Gregory Boyd is absolutely right. I’d like to add the following, from C.S. Lewis (who is not normally one of my favourite people):
Christians are sadomasochistic because their god was sadomasochistic.
They believe moral purity and love come with pain and suffering. So, they think antagonizing LGBT people and trying to make us “overcome” the “trial” of homosexuality will make us experience “real” love. It’s the same as the way the “Jesus” character chose to torture and kill his son/himself in order to pay for humanity’s “sins”, even though an omnipotent being surely could have done so in a less gruesome, painful and theatrical way.
That’s what Christians do? Even us gay ones?
Quoting myself:
We have VERY VERY different ideas of love. You idea of love is spreading YOUR conception of the gospel to the poor sinners out there– whether they are interested or not, without knowing whether they have already heard it and accepted it–or rejected it. In short, with knowing nothing about their spiritual state or how G sees them– or anything about them at all. In short, it’s all about you, and not about the people you allegedly love. And that’s not love, it’s narcissism.
A host of other good Christians are all happy to tell me how much they love me, and then follow it up with comments like ‘cancer on society’ and the whole vicious panoply of anti-gay, homophobic, lying rants. They will tell me how much they love me right before they tell me how much they hate my child-molesting, disease spreading, country-destroying, religion-despising, marriage-compromising, military demoralizing ways Sorry, if that’s love, I prefer hatred. At least hatred doesn’t assume I’m so stupid that I can’t tell the difference.
TheRadicalRealist –
I think you’ve got it backwards; the “Christian” God is sadomasochistic because “Christians” are.

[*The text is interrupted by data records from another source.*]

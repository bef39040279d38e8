//! Style instruction rendering.

use crate::config::PlatformPolicy;
use crate::policy::{Overrides, StyleInstructionProvider};

/// Renders policy text, limits and caller weights into prompt sections.
#[derive(Debug, Clone, Copy, Default)]
pub struct PolicyStyleInstructions;

/// Intensity word for a trait weight; `None` drops the trait.
pub fn weight_to_word(weight: f64) -> Option<&'static str> {
    match weight {
        w if w <= 0.0 || w.is_nan() => None,
        w if w <= 0.2 => Some("hints of"),
        w if w <= 0.4 => Some("subtly"),
        w if w <= 0.6 => Some("noticeably"),
        w if w <= 0.8 => Some("strongly"),
        _ => Some("dominantly"),
    }
}

fn section(title: &str, parts: &[String]) -> Option<String> {
    (!parts.is_empty()).then(|| format!("{title}: {}.", parts.join(". ")))
}

impl StyleInstructionProvider for PolicyStyleInstructions {
    fn build_instructions(
        &self,
        _platform: &str,
        policy: &PlatformPolicy,
        overrides: &Overrides,
    ) -> String {
        let policy = overrides.apply_to(policy);
        let mut sections = Vec::new();

        let mut constraints = vec![format!("Maximum {} characters", policy.char_limit)];
        if let Some(target) = policy.target_chars {
            constraints.push(format!("Target around {target} characters"));
        }
        sections.extend(section("CONSTRAINTS", &constraints));

        let mut voice = Vec::new();
        if let Some(tone) = &policy.tone {
            voice.push(format!("Tone: {tone}"));
        }
        let weighted: Vec<String> = overrides
            .style_weights
            .iter()
            .filter_map(|(name, weight)| {
                weight_to_word(*weight).map(|word| format!("{word} {}", name.replace('_', " ")))
            })
            .collect();
        if !weighted.is_empty() {
            voice.push(format!("Style: {}", weighted.join(", ")));
        }
        sections.extend(section("WRITING STYLE", &voice));

        if let Some(features) = &policy.features {
            sections.extend(section("FEATURES", &[features.clone()]));
        }
        if let Some(format) = &policy.format {
            sections.extend(section("FORMAT", &[format.clone()]));
        }
        if let Some(notes) = overrides.style_notes.as_deref().map(str::trim) {
            if !notes.is_empty() {
                sections.push(format!("NOTES: {notes}"));
            }
        }

        sections.join("\n\n")
    }
}

#[cfg(test)]
mod tests {
    use std::collections::BTreeMap;

    use super::*;

    #[test]
    fn test_weight_words() {
        assert_eq!(weight_to_word(0.0), None);
        assert_eq!(weight_to_word(0.1), Some("hints of"));
        assert_eq!(weight_to_word(0.5), Some("noticeably"));
        assert_eq!(weight_to_word(1.0), Some("dominantly"));
    }

    #[test]
    fn test_renders_policy_and_overrides() {
        let policy = PlatformPolicy {
            char_limit: 3000,
            target_chars: Some(700),
            tone: Some("direct".into()),
            features: None,
            format: Some("Hook, body".into()),
            ..PlatformPolicy::default()
        };
        let overrides = Overrides {
            char_limit: Some(1000),
            style_notes: Some("mention Rust".into()),
            style_weights: BTreeMap::from([
                ("dry_humor".to_string(), 0.3),
                ("formal".to_string(), 0.0),
            ]),
            ..Overrides::default()
        };

        let text = PolicyStyleInstructions.build_instructions("linkedin", &policy, &overrides);

        assert!(text.contains("CONSTRAINTS: Maximum 1000 characters. Target around 700 characters."));
        assert!(text.contains("WRITING STYLE: Tone: direct. Style: subtly dry humor."));
        assert!(!text.contains("formal"));
        assert!(!text.contains("FEATURES"));
        assert!(text.contains("FORMAT: Hook, body."));
        assert!(text.ends_with("NOTES: mention Rust"));
    }

    #[test]
    fn test_deterministic() {
        let policy = PlatformPolicy::default();
        let a = PolicyStyleInstructions.build_instructions("x", &policy, &Overrides::default());
        let b = PolicyStyleInstructions.build_instructions("x", &policy, &Overrides::default());
        assert_eq!(a, b);
    }
}
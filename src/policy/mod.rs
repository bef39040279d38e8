//! Platform policies and the collaborators the pipeline consumes.
//!
//! # Responsibilities
//! - Resolve a platform name to its limits and default routing
//! - Render style instructions as opaque prompt text
//! - Validate generated drafts against platform limits
//!
//! # Design Decisions
//! - Each collaborator is a trait so callers can substitute their own
//! - Built-in platform table is layered under configured policies
//! - Caller overrides are applied to a policy copy, never stored

pub mod overrides;
pub mod platforms;
pub mod style;
pub mod validator;

pub use overrides::Overrides;
pub use platforms::{builtin_policies, ConfigPolicies};
pub use style::PolicyStyleInstructions;
pub use validator::{OutputValidator, ValidationOutcome};

use crate::config::PlatformPolicy;

/// Source of platform limits and default routing.
pub trait PlatformPolicyProvider: Send + Sync {
    fn get_policy(&self, platform: &str) -> PlatformPolicy;

    /// Platforms with an explicit policy, sorted.
    fn platforms(&self) -> Vec<String> {
        Vec::new()
    }
}

/// Renders style configuration into prompt text.
pub trait StyleInstructionProvider: Send + Sync {
    fn build_instructions(
        &self,
        platform: &str,
        policy: &PlatformPolicy,
        overrides: &Overrides,
    ) -> String;
}

/// Content gate applied after the generate stage.
pub trait Validator: Send + Sync {
    fn validate(&self, content: &str, platform: &str, policy: &PlatformPolicy)
        -> ValidationOutcome;
}

/// Normalize a platform name for lookups.
pub fn normalize_platform(platform: &str) -> String {
    platform.trim().to_lowercase()
}
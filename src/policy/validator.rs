//! Draft validation against platform limits.
//!
//! # Responsibilities
//! - Reject empty drafts and drafts that are really provider error text
//! - Enforce the effective character limit and a minimum length
//! - Apply the platform-specific hashtag and emoji rules
//!
//! # Design Decisions
//! - Characters are Unicode scalar values, not bytes
//! - First failing check wins; the reason names it

use serde::Serialize;

use crate::config::PlatformPolicy;
use crate::policy::{normalize_platform, Validator};

const MIN_CHARS: usize = 10;

const ERROR_PHRASES: &[&str] = &[
    "error generating",
    "failed to generate",
    "could not generate",
    "unable to create",
];

const LOUD_EMOJIS: &[&str] = &["😀", "😂", "🔥", "💯", "✨", "🎉", "😍"];

/// Result of validating one draft.
#[derive(Debug, Clone, PartialEq, Eq, Serialize)]
pub struct ValidationOutcome {
    pub passed: bool,
    pub reason: Option<String>,
    pub char_count: usize,
}

impl ValidationOutcome {
    fn pass(char_count: usize) -> Self {
        Self {
            passed: true,
            reason: None,
            char_count,
        }
    }

    fn fail(reason: impl Into<String>, char_count: usize) -> Self {
        Self {
            passed: false,
            reason: Some(reason.into()),
            char_count,
        }
    }
}

/// Default validator.
#[derive(Debug, Clone, Copy, Default)]
pub struct OutputValidator;

impl OutputValidator {
    fn platform_rules(content: &str, platform: &str, char_count: usize) -> ValidationOutcome {
        let hashtags = content.matches('#').count();

        match platform {
            "twitter" | "x" if hashtags > 3 => ValidationOutcome::fail(
                "Too many hashtags for Twitter (max 2 recommended)",
                char_count,
            ),
            "instagram" if hashtags < 3 => ValidationOutcome::fail(
                "Instagram posts should include hashtags (10-15 recommended)",
                char_count,
            ),
            "linkedin" => {
                let emojis: usize = LOUD_EMOJIS.iter().map(|e| content.matches(e).count()).sum();
                if emojis > 3 {
                    ValidationOutcome::fail(
                        "Too many emojis for LinkedIn professional tone",
                        char_count,
                    )
                } else {
                    ValidationOutcome::pass(char_count)
                }
            }
            _ => ValidationOutcome::pass(char_count),
        }
    }
}

impl Validator for OutputValidator {
    fn validate(&self, content: &str, platform: &str, policy: &PlatformPolicy) -> ValidationOutcome {
        if content.trim().is_empty() {
            return ValidationOutcome::fail("Content is empty", 0);
        }

        let char_count = content.chars().count();
        let lowered = content.to_lowercase();

        if ERROR_PHRASES.iter().any(|p| lowered.contains(p)) {
            return ValidationOutcome::fail("Content contains error message", char_count);
        }
        if char_count > policy.char_limit {
            return ValidationOutcome::fail(
                format!(
                    "Content exceeds character limit ({char_count}/{})",
                    policy.char_limit
                ),
                char_count,
            );
        }
        if char_count < MIN_CHARS {
            return ValidationOutcome::fail(
                format!("Content too short (less than {MIN_CHARS} characters)"),
                char_count,
            );
        }

        Self::platform_rules(content, &normalize_platform(platform), char_count)
    }
}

People create their God to be in their own image. Be He judgmental, forgiving, or silent.
That artticle makes a valid point. We are not compassionate because we call ourself compassionate, our attributes/characteristics should come from our actions.
Shouldn’t they?
William, in which book did Lewis say that? It’s a great quote.
The word “compassion” is derived from a Latin word meaning “to sympathize”. A dictionary definition would run along the lines of “deep awareness of the suffering of another coupled with the wish to relieve it.”

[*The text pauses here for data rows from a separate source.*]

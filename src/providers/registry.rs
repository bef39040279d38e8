//! Named provider registry.

use std::collections::BTreeMap;
use std::sync::Arc;

use crate::config::{OrchestratorConfig, ProviderConfig};
use crate::providers::http::HttpProvider;
use crate::providers::types::ProviderError;
use crate::providers::ProviderGateway;

/// Build a gateway from one provider entry.
pub fn create_provider(config: &ProviderConfig) -> Result<Arc<dyn ProviderGateway>, ProviderError> {
    let provider = HttpProvider::new(config)?;
    if !provider.has_credential() {
        tracing::warn!(
            provider = %config.name,
            kind = %config.kind,
            "Provider has no API key; calls will fail until one is set"
        );
    }
    Ok(Arc::new(provider))
}

/// Gateways keyed by provider name.
#[derive(Clone, Default)]
pub struct ProviderRegistry {
    providers: BTreeMap<String, Arc<dyn ProviderGateway>>,
}

impl ProviderRegistry {
    pub fn new() -> Self {
        Self::default()
    }

    /// Register an HTTP gateway for every configured provider.
    pub fn from_config(config: &OrchestratorConfig) -> Result<Self, ProviderError> {
        let mut registry = Self::new();
        for provider in config.effective_providers() {
            registry.register(create_provider(&provider)?);
        }
        tracing::info!(providers = ?registry.names(), "Provider registry built");
        Ok(registry)
    }

    /// Add a gateway, replacing any previous one with the same name.
    pub fn register(&mut self, provider: Arc<dyn ProviderGateway>) {
        let name = provider.name().to_string();
        if self.providers.insert(name.clone(), provider).is_some() {
            tracing::debug!(provider = %name, "Replaced registered provider");
        }
    }

    /// Builder-style `register`.
    pub fn with(mut self, provider: Arc<dyn ProviderGateway>) -> Self {
        self.register(provider);
        self
    }

    pub fn get(&self, name: &str) -> Option<Arc<dyn ProviderGateway>> {
        self.providers.get(name).cloned()
    }

    pub fn contains(&self, name: &str) -> bool {
        self.providers.contains_key(name)
    }

    pub fn names(&self) -> Vec<String> {
        self.providers.keys().cloned().collect()
    }

    pub fn len(&self) -> usize {
        self.providers.len()
    }

    pub fn is_empty(&self) -> bool {
        self.providers.is_empty()
    }
}

impl std::fmt::Debug for ProviderRegistry {
    fn fmt(&self, f: &mut std::fmt::Formatter<'_>) -> std::fmt::Result {
        f.debug_struct("ProviderRegistry")
            .field("providers", &self.names())
            .finish()
    }
}

#[cfg(test)]
mod tests {
    use super::*;
    use crate::providers::ProviderKind;

    #[test]
    fn test_from_config_registers_every_kind() {
        let registry = ProviderRegistry::from_config(&OrchestratorConfig::default()).unwrap();
        assert_eq!(registry.names(), vec!["anthropic", "gemini", "openai", "xai"]);
        assert!(registry.get("openai").is_some());
        assert!(registry.get("mistral").is_none());
    }

    #[test]
    fn test_register_replaces_same_name() {
        let config = ProviderConfig::for_kind(ProviderKind::Xai);
        let first = create_provider(&config).unwrap();
        let second = create_provider(&config).unwrap();

        let registry = ProviderRegistry::new().with(first).with(second);
        assert_eq!(registry.len(), 1);
        assert!(registry.contains("xai"));
    }
}
//! Configuration loading from disk.

use std::fs;
use std::path::Path;

use thiserror::Error;

use crate::config::schema::OrchestratorConfig;
use crate::config::validation::{validate_config, ValidationError};

/// Error type for configuration loading.
#[derive(Debug, Error)]
pub enum ConfigError {
    #[error("IO error: {0}")]
    Io(#[from] std::io::Error),

    #[error("Parse error: {0}")]
    Parse(#[from] toml::de::Error),

    #[error("Validation failed: {}", join_errors(.0))]
    Validation(Vec<ValidationError>),
}

fn join_errors(errors: &[ValidationError]) -> String {
    errors
        .iter()
        .map(ToString::to_string)
        .collect::<Vec<_>>()
        .join(", ")
}

/// Parse and validate configuration from TOML text.
pub fn parse_config(content: &str) -> Result<OrchestratorConfig, ConfigError> {
    let config: OrchestratorConfig = toml::from_str(content)?;
    validate_config(&config).map_err(ConfigError::Validation)?;
    Ok(config)
}

/// Load and validate configuration from a TOML file.
pub fn load_config(path: &Path) -> Result<OrchestratorConfig, ConfigError> {
    let content = fs::read_to_string(path)?;
    let config = parse_config(&content)?;

    tracing::debug!(
        path = %path.display(),
        providers = config.providers.len(),
        platforms = config.platforms.len(),
        "Configuration file loaded"
    );

    Ok(config)
}

#[cfg(test)]
mod tests {
    use super::*;

    #[test]
    fn test_parse_rejects_bad_values() {
        let err = parse_config(
            r#"
            [circuit_breaker]
            failure_threshold = 0

            [timeouts]
            provider_call_secs = 0
            "#,
        )
        .unwrap_err();

        match err {
            ConfigError::Validation(errors) => assert_eq!(errors.len(), 2),
            other => panic!("unexpected error: {other}"),
        }
    }

    #[test]
    fn test_parse_reports_syntax_errors() {
        let err = parse_config("[circuit_breaker\nfailure_threshold = 3").unwrap_err();
        assert!(matches!(err, ConfigError::Parse(_)));
    }

    #[test]
    fn test_load_missing_file() {
        let err = load_config(Path::new("/definitely/not/here.toml")).unwrap_err();
        assert!(matches!(err, ConfigError::Io(_)));
        assert!(err.to_string().starts_with("IO error"));
    }
}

However, a conservative Christian definition of “compassion” is strongly influenced by somebody’s “status before God” – whether they know the “truth” or not – as demonstrated in this interpretation of Mark 6.34 from one Christian website:
“Jesus saw that so many people were lost because they did not have God’s truth in them. Jesus’ compassionate ministry on Earth was to reach out to the lost and teach them the truth.”

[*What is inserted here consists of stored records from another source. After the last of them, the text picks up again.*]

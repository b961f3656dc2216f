/// Password hashing using Argon2id
///
/// # Parameters
///
/// - **Memory**: 64 MB (65536 KB)
/// - **Iterations**: 3 passes
/// - **Parallelism**: 4 lanes
/// - **Output**: 32-byte hash, PHC string encoding
///
/// Hashing is CPU- and memory-bound. Async callers use [`hash_password_async`]
/// and [`verify_password_async`], which run the work on Tokio's blocking
/// pool so request handling on the runtime threads keeps progressing.
///
/// # Example
///
/// ```
/// use tolet_shared::auth::password::{hash_password, verify_password};
///
/// # fn example() -> Result<(), Box<dyn std::error::Error>> {
/// let hash = hash_password("super_secret_password_123")?;
///
/// assert!(verify_password("super_secret_password_123", &hash)?);
/// assert!(!verify_password("wrong_password", &hash)?);
/// # Ok(())
/// # }
/// ```

use argon2::{
    password_hash::{rand_core::OsRng, PasswordHash, PasswordHasher, PasswordVerifier, SaltString},
    Argon2, ParamsBuilder, Version,
};
use tokio::sync::OnceCell;

/// Plaintext behind the decoy hash
const DECOY_PASSWORD: &str = "tolet-decoy-password";

static DECOY_HASH: OnceCell<String> = OnceCell::const_new();

/// Error type for password hashing operations
#[derive(Debug, thiserror::Error)]
pub enum PasswordError {
    /// Failed to hash password
    #[error("Failed to hash password: {0}")]
    HashError(String),

    /// Failed to verify password
    #[error("Failed to verify password: {0}")]
    VerifyError(String),

    /// Invalid password hash format
    #[error("Invalid password hash format: {0}")]
    InvalidHash(String),

    /// The blocking hashing task did not complete
    #[error("Password task failed: {0}")]
    TaskFailed(String),
}

/// Hashes a password using Argon2id with a fresh random salt
///
/// # Errors
///
/// Returns `PasswordError::HashError` if hashing fails
pub fn hash_password(password: &str) -> Result<String, PasswordError> {
    let salt = SaltString::generate(&mut OsRng);

    let params = ParamsBuilder::new()
        .m_cost(65536)
        .t_cost(3)
        .p_cost(4)
        .output_len(32)
        .build()
        .map_err(|e| PasswordError::HashError(format!("Invalid parameters: {}", e)))?;

    let argon2 = Argon2::new(argon2::Algorithm::Argon2id, Version::V0x13, params);

    let password_hash = argon2
        .hash_password(password.as_bytes(), &salt)
        .map_err(|e| PasswordError::HashError(format!("Hash generation failed: {}", e)))?;

    Ok(password_hash.to_string())
}

/// Verifies a password against a PHC hash string in constant time
///
/// `Ok(false)` means the password is wrong; `Err` means the hash itself is
/// unusable.
pub fn verify_password(password: &str, hash: &str) -> Result<bool, PasswordError> {
    let parsed_hash = PasswordHash::new(hash)
        .map_err(|e| PasswordError::InvalidHash(format!("Failed to parse hash: {}", e)))?;

    // Parameters are embedded in the hash
    let argon2 = Argon2::default();

    match argon2.verify_password(password.as_bytes(), &parsed_hash) {
        Ok(_) => Ok(true),
        Err(argon2::password_hash::Error::Password) => Ok(false),
        Err(e) => Err(PasswordError::VerifyError(format!("Verification failed: {}", e))),
    }
}

/// [`hash_password`] on the blocking thread pool
pub async fn hash_password_async(password: String) -> Result<String, PasswordError> {
    tokio::task::spawn_blocking(move || hash_password(&password))
        .await
        .map_err(|e| PasswordError::TaskFailed(e.to_string()))?
}

/// [`verify_password`] on the blocking thread pool
pub async fn verify_password_async(password: String, hash: String) -> Result<bool, PasswordError> {
    tokio::task::spawn_blocking(move || verify_password(&password, &hash))
        .await
        .map_err(|e| PasswordError::TaskFailed(e.to_string()))?
}

/// Hash with the same parameters as account hashes but no account behind it
///
/// Computed once per process on first use.
pub async fn decoy_hash() -> Result<&'static str, PasswordError> {
    DECOY_HASH
        .get_or_try_init(|| hash_password_async(DECOY_PASSWORD.to_string()))
        .await
        .map(String::as_str)
}

/// Runs a full verification against the decoy hash and discards the outcome
///
/// Logins for unknown emails call this so they cost as much as a wrong
/// password for a real account.
pub async fn verify_decoy(password: String) -> Result<(), PasswordError> {
    let hash = decoy_hash().await?.to_string();
    verify_password_async(password, hash).await?;
    Ok(())
}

I’m intrigued by the use of “compassion” in the subtitles of Evangelical exgay books such as Thomas Schmidt’s “Straight & Narrow?: Compassion & Clarity In The Homosexuality Debate” (1995) and Alex Tylee’s “Walking With Gay Friends: A Journey Of Informed Compassion” (2007). Instead of being thrown straight into Hell, the lesbian or gay person is regarded as “broken” and therefore worthy of “compassion”.
Inevitably in both those books, “compassion” doesn’t mean that you genuinely get to sympathize with the lesbian or gay person’s actual suffering … only with what you’re led to *think* she or he is “suffering” from. Argh.
A genuinely compassionate approach would involve 3 things:
1) learning to ask questions first, instead of barging in with “all the answers”;
2) learning to listen and truly understand what is behind somebody’s suffering before trying to do anything about it; and
3) knowing how to deal with the source of the pain, instead of causing more pain.*
*- My internal response straight after writing that last bit was “Damn. Why don’t they teach REAL compassion in church nowadays??”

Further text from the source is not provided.